Measuring distances with light has been used for terrestrial surveys since the fifties. The instruments measured the distance between itself and a reflecting prism. When the Laser Range finder was introduced in military target acquisition systems a requirement to measure against basically any undefined surface with as few laser pulses as possible was introduced. The military requirement has driven the development of Laser Range Finders and hence generated an instrument technology that is well suited for capturing geographical information.

Profiling systems, since 1970's airborne Laser Range Finders have been used to capture terrain profiles. The principle is basically that a geographically positioned aircraft measures the distance from the aircraft to the ground/object and consequently assign a geographical position to the measured point on the ground.

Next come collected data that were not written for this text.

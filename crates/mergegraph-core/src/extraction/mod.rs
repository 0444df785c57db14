//! Provenance extraction.
//!
//! Each extractor is a pure function over one source (tags, card metadata,
//! merge configuration, README text). [`reconcile`] runs all of them for one
//! model and combines their outputs into a node record plus one derivation
//! edge per (extractor, base model) pair. Evidence from different extractors
//! is never collapsed, so the same base model may appear on parallel edges.

mod benchmarks;
mod card;
mod ids;
mod mergekit;
mod readme;
mod tags;

pub use benchmarks::{
    evaluated_at_from_filename, extract_benchmark_scores, load_benchmark_results, BenchmarkScores,
};
pub use card::{
    base_models_from_card_data, card_data_from_readme, card_data_string_from_readme,
    license_from_card_data, model_name_from_card_data, readme_body,
};
pub use ids::{
    author_from_id, extract_urls_from_text, filter_base_models, is_valid_repo_id,
    model_name_from_id, repo_id_from_url,
};
pub use mergekit::{
    base_models_from_mergekit_config, base_models_from_mergekit_configs,
    merge_method_from_mergekit_config, merge_method_from_mergekit_configs,
    mergekit_configs_from_readme, mergekit_configs_string_from_readme, parse_yaml_documents,
    yaml_to_json,
};
pub use readme::{description_from_readme, extract_merge_method_from_description, sanitize_description};
pub use tags::{base_models_from_tags, license_from_tags};

use crate::config::GraphConfig;
use crate::hub::{model_url, DownloadedFile, HubModelInfo};
use crate::models::{DerivedFrom, ExtractionMethod, ModelNode};
use chrono::{DateTime, Utc};
use serde_json::Value;

/// License recorded when no source declares one.
pub const UNKNOWN_LICENSE: &str = "unknown";

/// Everything fetched for one model.
#[derive(Debug, Clone)]
pub struct ExtractionInput<'a> {
    /// Id the model was requested under.
    pub requested_id: &'a str,
    pub info: &'a HubModelInfo,
    /// URL the hub metadata was read from.
    pub info_origin: &'a str,
    pub readme: Option<&'a DownloadedFile>,
    pub merge_config: Option<&'a DownloadedFile>,
    pub benchmarks: Option<&'a BenchmarkScores>,
    pub hub_base_url: &'a str,
    pub indexed_at: DateTime<Utc>,
}

/// Node record and derivation edges for one model.
#[derive(Debug, Clone, PartialEq)]
pub struct Extraction {
    pub node: ModelNode,
    pub edges: Vec<DerivedFrom>,
}

fn base_labels() -> Vec<String> {
    vec![GraphConfig::MODEL_LABEL.to_string()]
}

/// Minimal record for a model the hub cannot resolve.
///
/// Marked `private` and already `indexed`, with no edges, so the frontier
/// walk never revisits it.
pub fn stub_node(model_id: &str, hub_base_url: &str, indexed_at: DateTime<Utc>) -> ModelNode {
    ModelNode {
        id: model_id.to_string(),
        url: is_valid_repo_id(model_id).then(|| model_url(hub_base_url, model_id)),
        name: model_name_from_id(model_id),
        author: author_from_id(model_id),
        license: Some(UNKNOWN_LICENSE.to_string()),
        private: Some(true),
        indexed: Some(true),
        indexed_at: Some(indexed_at),
        labels: base_labels(),
        ..Default::default()
    }
}

/// Combine every extractor's output for one model.
pub fn reconcile(input: &ExtractionInput<'_>) -> Extraction {
    let info = input.info;
    let requested_id = input.requested_id;

    let readme_text = input.readme.map(|f| f.content.as_str());
    let card_data: Option<Value> = readme_text
        .and_then(card_data_from_readme)
        .or_else(|| info.card_data.clone());
    let card_origin = input
        .readme
        .map(|f| f.origin.as_str())
        .unwrap_or(input.info_origin);

    let file_configs = input
        .merge_config
        .map(|f| parse_yaml_documents(&f.content))
        .unwrap_or_default();
    let readme_configs = readme_text
        .map(mergekit_configs_from_readme)
        .unwrap_or_default();
    let description = readme_text.and_then(|t| description_from_readme(readme_body(t)));

    // Edges
    let extractors: [(ExtractionMethod, Vec<String>, &str); 4] = [
        (
            ExtractionMethod::Tags,
            base_models_from_tags(&info.tags),
            input.info_origin,
        ),
        (
            ExtractionMethod::CardData,
            card_data
                .as_ref()
                .map(base_models_from_card_data)
                .unwrap_or_default(),
            card_origin,
        ),
        (
            ExtractionMethod::MergekitConfig,
            base_models_from_mergekit_configs(&file_configs),
            input
                .merge_config
                .map(|f| f.origin.as_str())
                .unwrap_or(input.info_origin),
        ),
        (
            ExtractionMethod::ReadmeYaml,
            base_models_from_mergekit_configs(&readme_configs),
            card_origin,
        ),
    ];

    let mut edges = Vec::new();
    for (method, candidates, origin) in extractors {
        for target in filter_base_models(candidates, requested_id) {
            if target == info.id {
                continue;
            }
            edges.push(DerivedFrom::new(requested_id, target, method, origin));
        }
    }

    // Node
    let merge_method = merge_method_from_mergekit_configs(&file_configs)
        .or_else(|| merge_method_from_mergekit_configs(&readme_configs))
        .or_else(|| {
            description
                .as_deref()
                .and_then(extract_merge_method_from_description)
        });
    let license = license_from_tags(&info.tags)
        .or_else(|| card_data.as_ref().and_then(license_from_card_data))
        .unwrap_or_else(|| UNKNOWN_LICENSE.to_string());

    let mut node = ModelNode {
        id: requested_id.to_string(),
        new_id: (info.id != requested_id).then(|| info.id.clone()),
        url: Some(model_url(input.hub_base_url, &info.id)),
        name: card_data
            .as_ref()
            .and_then(model_name_from_card_data)
            .or_else(|| model_name_from_id(&info.id)),
        author: info
            .author
            .clone()
            .filter(|a| !a.is_empty())
            .or_else(|| author_from_id(&info.id)),
        description,
        license: Some(license),
        merge_method,
        architecture: info.architecture(),
        likes: info.likes,
        downloads: info.downloads,
        created_at: info.created_at,
        updated_at: info.last_modified,
        private: info.private,
        disabled: info.disabled,
        gated: Some(info.is_gated()),
        indexed: Some(true),
        indexed_at: Some(input.indexed_at),
        labels: base_labels(),
        ..Default::default()
    };
    if let Some(scores) = input.benchmarks {
        scores.apply_to(&mut node);
    }
    if !edges.is_empty() || node.merge_method.is_some() {
        node.labels.push(GraphConfig::MERGED_MODEL_LABEL.to_string());
    }

    Extraction { node, edges }
}
//! Job bodies: index one model, fold a renamed model into its new id.

use super::blocking;
use crate::config::{GraphConfig, HubConfig};
use crate::error::Result;
use crate::extraction::{
    extract_benchmark_scores, reconcile, stub_node, BenchmarkScores, Extraction, ExtractionInput,
};
use crate::graph::GraphRepository;
use crate::hub::{download_first, resolve_model_info, ModelHub};
use chrono::Utc;
use serde_json::{Map, Value};
use std::path::{Path, PathBuf};
use std::sync::Arc;
use tracing::{debug, info};

async fn load_scores(results_dir: &Path, ids: Vec<String>) -> Result<Option<BenchmarkScores>> {
    let dir = results_dir.to_path_buf();
    blocking(move || {
        let ids: Vec<&str> = ids.iter().map(String::as_str).collect();
        extract_benchmark_scores(&dir, &ids)
    })
    .await
}

/// Compute the node record and derivation edges for `model_id`.
///
/// Reads only from the hub and the benchmark results directory. A model the
/// hub cannot resolve yields a private stub node without edges.
pub async fn extract_model(
    hub: &dyn ModelHub,
    model_id: &str,
    results_dir: Option<&Path>,
) -> Result<Extraction> {
    let indexed_at = Utc::now();
    let Some(resolved) = resolve_model_info(hub, model_id, true, true).await? else {
        debug!("Model {} is unresolvable, storing stub", model_id);
        return Ok(Extraction {
            node: stub_node(model_id, hub.base_url(), indexed_at),
            edges: Vec::new(),
        });
    };
    let info = &resolved.info;

    let readme = download_first(hub, &info.id, HubConfig::README_FILENAMES, &info.siblings).await?;
    let merge_config =
        download_first(hub, &info.id, HubConfig::MERGE_CONFIG_FILENAMES, &info.siblings).await?;

    let benchmarks = match results_dir {
        Some(dir) => {
            let mut ids = vec![model_id.to_string()];
            if info.id != model_id {
                ids.push(info.id.clone());
            }
            load_scores(dir, ids).await?
        }
        None => None,
    };

    Ok(reconcile(&ExtractionInput {
        requested_id: model_id,
        info,
        info_origin: &resolved.origin,
        readme: readme.as_ref(),
        merge_config: merge_config.as_ref(),
        benchmarks: benchmarks.as_ref(),
        hub_base_url: hub.base_url(),
        indexed_at,
    }))
}

/// Write an extraction: upsert the node, make sure every edge target exists
/// (as an unindexed stub when new), then add the edges.
///
/// Re-running with the same extraction leaves the graph unchanged.
pub fn persist_extraction(repo: &GraphRepository, extraction: &Extraction) -> Result<()> {
    repo.upsert_model(&extraction.node)?;

    let mut stub = Map::new();
    stub.insert("indexed".into(), Value::Bool(false));
    let labels = vec![GraphConfig::MODEL_LABEL.to_string()];

    for edge in &extraction.edges {
        if repo.create_if_absent(&edge.target, &stub, &labels)? {
            debug!("Discovered base model {}", edge.target);
        }
        repo.merge_relationship(
            &edge.source,
            &edge.target,
            GraphConfig::DERIVED_FROM,
            &edge.properties(),
        )?;
    }
    Ok(())
}

/// Index one model: extract from the hub, then persist.
pub async fn index_model_by_id(
    hub: &dyn ModelHub,
    repo: Arc<GraphRepository>,
    model_id: &str,
    results_dir: Option<PathBuf>,
) -> Result<Extraction> {
    let extraction = extract_model(hub, model_id, results_dir.as_deref()).await?;

    let to_persist = extraction.clone();
    blocking(move || persist_extraction(&repo, &to_persist)).await?;

    info!(
        "Indexed {} with {} derivation edges{}",
        model_id,
        extraction.edges.len(),
        extraction
            .node
            .new_id
            .as_deref()
            .map(|new_id| format!(" (renamed to {})", new_id))
            .unwrap_or_default()
    );
    Ok(extraction)
}

/// Fold the node of a renamed model into its current id.
pub async fn merge_renamed_models(
    repo: Arc<GraphRepository>,
    src_id: &str,
    dst_id: &str,
) -> Result<bool> {
    let (src, dst) = (src_id.to_string(), dst_id.to_string());
    blocking(move || repo.merge_nodes(&src, &dst)).await
}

Scanning area/corridor capturing systems, basically creates a three dimensional digital terrain model (DTM) as the sensor is passing; push broom principle. The leading edge technology needed to build such a system has only recently been made available. Technology enhancements in the following areas have made it possible to make scanning systems:

• GPS positioning systems, accurate XYZ position.
  
• Inertial system, high resolution.
  
• Laser Range Finder; single pulse measurements with high Pulse Repetition Frequency.
  
• Scanning and stabilization systems.
  

The advanced laser systems are made to be eye safe and have LRF:ers with a Pulse Repetition Frequency (PRF) up to 8000 Hz and a capability to distinguish multiple returns from each laser sounding. The absolute accuracy for a single point on the face of the earth can be better than 15 cm.

Key applications
Building digital terrain models is the principle application for any type of airborne laser range finder. A key advantage versus alternate methods is that the laser, used as a "probe", makes it possible to penetrate through a tree canopy and hence finding the true ground. Advanced systems that can discriminate up to four returns from each laser pulse, provides a wealth of data that can be used to determine tree height, bushes, etc.

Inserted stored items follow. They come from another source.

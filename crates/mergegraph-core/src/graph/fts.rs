//! Full-text index over node text properties, backed by SQLite FTS5.
//!
//! The table mirrors the text fields of every node and is kept in sync with
//! the `nodes` table by triggers, so writes never touch it directly.

use crate::config::is_identifier;
use crate::error::{MergeGraphError, Result};
use crate::models::ModelNode;
use rusqlite::Connection;
use tracing::{debug, info};

/// Name and tokenizer of the text index.
#[derive(Debug, Clone)]
pub struct TextIndexConfig {
    pub table_name: String,
    pub tokenizer: String,
}

impl TextIndexConfig {
    pub fn new(table_name: impl Into<String>) -> Result<Self> {
        let table_name = table_name.into();
        if !is_identifier(&table_name) {
            return Err(MergeGraphError::Config {
                message: format!("invalid text index name: {}", table_name),
            });
        }
        Ok(Self {
            table_name,
            tokenizer: "unicode61 remove_diacritics 1 tokenchars '_'".to_string(),
        })
    }
}

/// Trigger suffix, event, and body. `{t}` is the index table, `{c}` its
/// columns and `{v}` the values extracted from `NEW`.
const TRIGGERS: [(&str, &str, &str); 3] = [
    ("ai", "INSERT", "INSERT INTO {t} (id, {c}) VALUES (NEW.id, {v});"),
    (
        "au",
        "UPDATE",
        "DELETE FROM {t} WHERE id = OLD.id; INSERT INTO {t} (id, {c}) VALUES (NEW.id, {v});",
    ),
    ("ad", "DELETE", "DELETE FROM {t} WHERE id = OLD.id;"),
];

/// Creates, fills and rebuilds the text index of one connection.
pub struct TextIndexManager<'a> {
    config: &'a TextIndexConfig,
}

impl<'a> TextIndexManager<'a> {
    pub fn new(config: &'a TextIndexConfig) -> Self {
        Self { config }
    }

    fn text_columns() -> impl Iterator<Item = &'static str> {
        ModelNode::TEXT_FIELDS.iter().copied().filter(|f| *f != "id")
    }

    /// `json_extract` expressions for the text columns of row alias `row`.
    fn column_values(row: &str) -> String {
        Self::text_columns()
            .map(|f| format!("json_extract({}.properties, '$.{}')", row, f))
            .collect::<Vec<_>>()
            .join(", ")
    }

    fn column_names() -> String {
        Self::text_columns().collect::<Vec<_>>().join(", ")
    }

    fn trigger_name(&self, suffix: &str) -> String {
        format!("{}_{}", self.config.table_name, suffix)
    }

    fn schema_has(conn: &Connection, kind: &str, name: &str) -> Result<bool> {
        let found = conn
            .prepare("SELECT 1 FROM sqlite_master WHERE type = ?1 AND name = ?2")?
            .exists([kind, name])?;
        Ok(found)
    }

    pub fn table_exists(&self, conn: &Connection) -> Result<bool> {
        Self::schema_has(conn, "table", &self.config.table_name)
    }

    /// True when every sync trigger is installed.
    pub fn triggers_exist(&self, conn: &Connection) -> Result<bool> {
        for (suffix, _, _) in TRIGGERS {
            if !Self::schema_has(conn, "trigger", &self.trigger_name(suffix))? {
                return Ok(false);
            }
        }
        Ok(true)
    }

    /// Install the table and triggers if missing. The table is refilled
    /// whenever it may have drifted from `nodes`.
    pub fn ensure_setup(&self, conn: &Connection) -> Result<()> {
        let stale = match (self.table_exists(conn)?, self.triggers_exist(conn)?) {
            (false, _) => {
                self.create_table(conn)?;
                true
            }
            (true, synced) => !synced,
        };
        self.create_triggers(conn)?;
        if stale {
            self.populate(conn)?;
        }
        Ok(())
    }

    pub fn create_table(&self, conn: &Connection) -> Result<()> {
        conn.execute_batch(&format!(
            "CREATE VIRTUAL TABLE IF NOT EXISTS {} USING fts5(id, {}, tokenize=\"{}\");",
            self.config.table_name,
            Self::column_names(),
            self.config.tokenizer
        ))?;
        info!("Created text index {}", self.config.table_name);
        Ok(())
    }

    pub fn create_triggers(&self, conn: &Connection) -> Result<()> {
        let columns = Self::column_names();
        let values = Self::column_values("NEW");
        let sql: String = TRIGGERS
            .iter()
            .map(|(suffix, event, body)| {
                let body = body
                    .replace("{t}", &self.config.table_name)
                    .replace("{c}", &columns)
                    .replace("{v}", &values);
                format!(
                    "CREATE TRIGGER IF NOT EXISTS {} AFTER {} ON nodes BEGIN {} END;\n",
                    self.trigger_name(suffix),
                    event,
                    body
                )
            })
            .collect();
        conn.execute_batch(&sql)?;
        debug!("Installed sync triggers for {}", self.config.table_name);
        Ok(())
    }

    /// Refill the table from `nodes`.
    pub fn populate(&self, conn: &Connection) -> Result<()> {
        let table = &self.config.table_name;
        conn.execute_batch(&format!(
            "DELETE FROM {t}; INSERT INTO {t} (id, {c}) SELECT n.id, {v} FROM nodes n;",
            t = table,
            c = Self::column_names(),
            v = Self::column_values("n")
        ))?;
        info!("Filled text index {} from nodes", table);
        Ok(())
    }

    /// Drop and recreate table and triggers.
    pub fn rebuild(&self, conn: &Connection) -> Result<()> {
        let mut sql = format!("DROP TABLE IF EXISTS {};", self.config.table_name);
        for (suffix, _, _) in TRIGGERS {
            sql.push_str(&format!(" DROP TRIGGER IF EXISTS {};", self.trigger_name(suffix)));
        }
        conn.execute_batch(&sql)?;

        self.create_table(conn)?;
        self.create_triggers(conn)?;
        self.populate(conn)
    }

    /// Number of indexed rows.
    pub fn row_count(&self, conn: &Connection) -> Result<usize> {
        let count: i64 = conn.query_row(
            &format!("SELECT COUNT(*) FROM {}", self.config.table_name),
            [],
            |r| r.get(0),
        )?;
        Ok(count as usize)
    }
}

#[cfg(test)]
mod tests {
    use super::*;

    fn create_test_db() -> Connection {
        let conn = Connection::open_in_memory().unwrap();
        conn.execute_batch(
            "CREATE TABLE nodes (id TEXT PRIMARY KEY, labels TEXT NOT NULL, properties TEXT NOT NULL);
             INSERT INTO nodes VALUES ('A/x', ':Model:', '{\"description\":\"a slerp merge of mistral\"}');",
        )
        .unwrap();
        conn
    }

    fn search(conn: &Connection, table: &str, query: &str) -> Vec<String> {
        let mut stmt = conn
            .prepare(&format!("SELECT id FROM {} WHERE {} MATCH ?1", table, table))
            .unwrap();
        stmt.query_map([query], |row| row.get(0))
            .unwrap()
            .collect::<std::result::Result<Vec<String>, _>>()
            .unwrap()
    }

    #[test]
    fn test_setup_populates_existing_rows() {
        let conn = create_test_db();
        let config = TextIndexConfig::new("model_text_index").unwrap();
        let manager = TextIndexManager::new(&config);

        manager.ensure_setup(&conn).unwrap();

        assert!(manager.table_exists(&conn).unwrap());
        assert!(manager.triggers_exist(&conn).unwrap());
        assert_eq!(search(&conn, "model_text_index", "slerp*"), vec!["A/x"]);
    }

    #[test]
    fn test_triggers_follow_writes() {
        let conn = create_test_db();
        let config = TextIndexConfig::new("model_text_index").unwrap();
        let manager = TextIndexManager::new(&config);
        manager.ensure_setup(&conn).unwrap();

        conn.execute(
            "INSERT INTO nodes VALUES ('B/y', ':Model:', '{\"license\":\"mit\",\"name\":\"llama_base\"}')",
            [],
        )
        .unwrap();
        conn.execute("UPDATE nodes SET id = 'C/z' WHERE id = 'A/x'", [])
            .unwrap();

        assert_eq!(search(&conn, "model_text_index", "\"llama_base\"*"), vec!["B/y"]);
        assert_eq!(search(&conn, "model_text_index", "mistral*"), vec!["C/z"]);

        conn.execute("DELETE FROM nodes WHERE id = 'B/y'", []).unwrap();
        assert_eq!(manager.row_count(&conn).unwrap(), 1);
    }

    #[test]
    fn test_rebuild() {
        let conn = create_test_db();
        let config = TextIndexConfig::new("model_text_index").unwrap();
        let manager = TextIndexManager::new(&config);
        manager.ensure_setup(&conn).unwrap();

        manager.rebuild(&conn).unwrap();
        assert_eq!(manager.row_count(&conn).unwrap(), 1);
    }

    #[test]
    fn test_invalid_table_name() {
        assert!(TextIndexConfig::new("idx; DROP TABLE nodes").is_err());
    }
}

Applications are opened or augmented because the method circumvents previous obstacles. The advantages in this respect are possibly mainly the time and/or cost reduction concurrent with the technologies inherent advantages - reaching to the ground and measuring objects without texture such as tidal flats. Examples in this area are environmental modelling, related to natural disasters such as flooding, erosion and 3D city modelling for propagation models (telecommunication, noise, pollution ..).
Transmission lines can easily be mapped. One single survey flight can capture the data to:

• Map the location of the transmission towers and the right of way.
  
• Data to measure the line sag for each catinary - can be used in an engineering model to determine the transmission capacity of a segment – ampacity.
  
• Identify potential danger trees - arcing between the conductor and a tree top can create forest fires and electricity outages. From the data set can a work order be generated to dispatch a field crew to take down a specific tree at a defined location (GPS co-ordinates).
  

The same data set can be used for mapping, engineering and operational procedures and thus creates a new dimension in the use of spatial data. It is feasible to establish surveillance systems that on a regular basis monitor a transmission line for various parameters; encroachment, line sag, snow jeopardy, etc.